En revanche, nos ateliers d'été et nos ateliers mensuels ont permis aux jeunes participants de réaliser des fictions, entre autres genres, mais de façon très rapide, très spontanée, et avec une autonomie et liberté quasi totale. Pour ces ateliers, notre animateur se limite à donner parfois des sujets, quelques contraintes techniques, à veiller à la sécurité des participants (déplacements en extérieur) et à animer les temps de visionnage et d'analyse critique des créations. 

 

 

Encourager l'autonomie technique et pédagogique

 

Les structures scolaires et d'accueil éducatif gagneraient à entreprendre le plus souvent des projets de réalisation de façon autonome, sans intervenant spécialisé, mais en encourageant leurs équipes d'encadrement à bien se former préalablement et entreprendre des projets adaptés à leurs compétences.

 

Une éducation aux médias audiovisuels pour tous ne peut pas dépendre essentiellement d'une poignée de spécialistes et autres virtuoses de l'audiovisuel, plus ou moins présents sur chacune des régions de l'hexagone, et à qui on demandera de relever les défis les plus difficiles pour permettre la réalisation de films de qualité relativement acceptable et diffusables.

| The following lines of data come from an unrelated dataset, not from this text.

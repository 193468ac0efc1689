//! `#[serde(with = "duration_serde")]` for human-readable durations ("30s", "1m", "2h", "500ms").

use std::time::Duration;

use serde::{Deserializer, Serializer};

pub fn serialize<S>(duration: &Duration, serializer: S) -> Result<S::Ok, S::Error>
where
    S: Serializer,
{
    serializer.serialize_str(&format!("{}s", duration.as_secs()))
}

pub fn deserialize<'de, D>(deserializer: D) -> Result<Duration, D::Error>
where
    D: Deserializer<'de>,
{
    use serde::de::Error;
    let s = String::deserialize(deserializer)?;
    parse_duration(&s).map_err(Error::custom)
}

/// Parse a duration string like `"30s"`, `"1m"`, `"2h"`, or `"500ms"`.
pub fn parse_duration(s: &str) -> Result<Duration, String> {
    let s = s.trim();
    if s.is_empty() {
        return Err("empty duration string".to_string());
    }
    if let Some(stripped) = s.strip_suffix("ms") {
        let num: u64 = stripped
            .parse()
            .map_err(|_| format!("invalid number: {stripped}"))?;
        return Ok(Duration::from_millis(num));
    }
    if let Some(stripped) = s.strip_suffix('h') {
        let num: u64 = stripped
            .parse()
            .map_err(|_| format!("invalid number: {stripped}"))?;
        return Ok(Duration::from_secs(num * 3600));
    }
    if let Some(stripped) = s.strip_suffix('m') {
        let num: u64 = stripped
            .parse()
            .map_err(|_| format!("invalid number: {stripped}"))?;
        return Ok(Duration::from_secs(num * 60));
    }
    if let Some(stripped) = s.strip_suffix('s') {
        let num: u64 = stripped
            .parse()
            .map_err(|_| format!("invalid number: {stripped}"))?;
        return Ok(Duration::from_secs(num));
    }
    Err(format!("unknown duration unit in: {s}"))
}

#[cfg(test)]
mod tests {
    use super::*;

    #[test]
    fn parses_each_unit() {
        assert_eq!(parse_duration("30s").unwrap(), Duration::from_secs(30));
        assert_eq!(parse_duration("1m").unwrap(), Duration::from_secs(60));
        assert_eq!(parse_duration("2h").unwrap(), Duration::from_secs(7200));
        assert_eq!(parse_duration("500ms").unwrap(), Duration::from_millis(500));
    }

    #[test]
    fn rejects_invalid_input() {
        assert!(parse_duration("").is_err());
        assert!(parse_duration("30x").is_err());
        assert!(parse_duration("abc").is_err());
    }
}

L'éducation aux médias audiovisuels ne peut pas non plus se limiter à quelques rares projets de réalisation, les activités doivent être les plus régulières possibles tout au long de l'enfance et de l'adolescence de chaque personne, donc assez simples à mettre en oeuvre et motivantes pour les personnes en responsabilités éducatives.

 

 

 

L'importance des initiations préalables à tous projets de réalisation

 

Le projet de réalisation peut donc rapidement être une activité très difficile à organiser et à animer. S'engager trop tôt dans des projets trop ambitieux est une erreur assez fréquente. La réalisation réclame des initiations préalables, des bouts d'essais, pour ensuite envisager des projets de plus en plus complexes, mais dont le déroulement devra toujours rester agréable, motivant et permettre de multiples apprentissages relevant directement de l'éducation aux médias audiovisuels.  

 

 

 

Observations et hypothèses

 

Voici quelques observations et hypothèses issues des projets de réalisation que nous avons encadrés et de projets entrepris par d'autre équipes et auxquelles nous avons pu en partie assister. Ce ne sont pas des règles formelles, il serait prétentieux d'être catégorique sur la façon dont un projet de réalisation doit être encadré, mais bien des observations et des hypothèses pour une réflexion ouverte sur la pédagogie du projet de réalisation.

 

> La réalisation comme tout ce qui relève de l'éducation aux médias audiovisuels réclame des activités régulières et en partie autonomes. La complexité des projets de réalisation doit être progressive et adaptée au niveau technique, au niveau créatif et à la motivation de ses participants et de leurs encadrants. L'équipe d'encadrement doit être facilitatrice et aidante, mais doit être surtout en observation de ce qui se vie. Les participants doivent être les « chefs d'orchestre du projet » et non l'équipe d'encadrement. Les projets doivent pouvoir être entrepris le plus souvent sans intervenant spécialisé.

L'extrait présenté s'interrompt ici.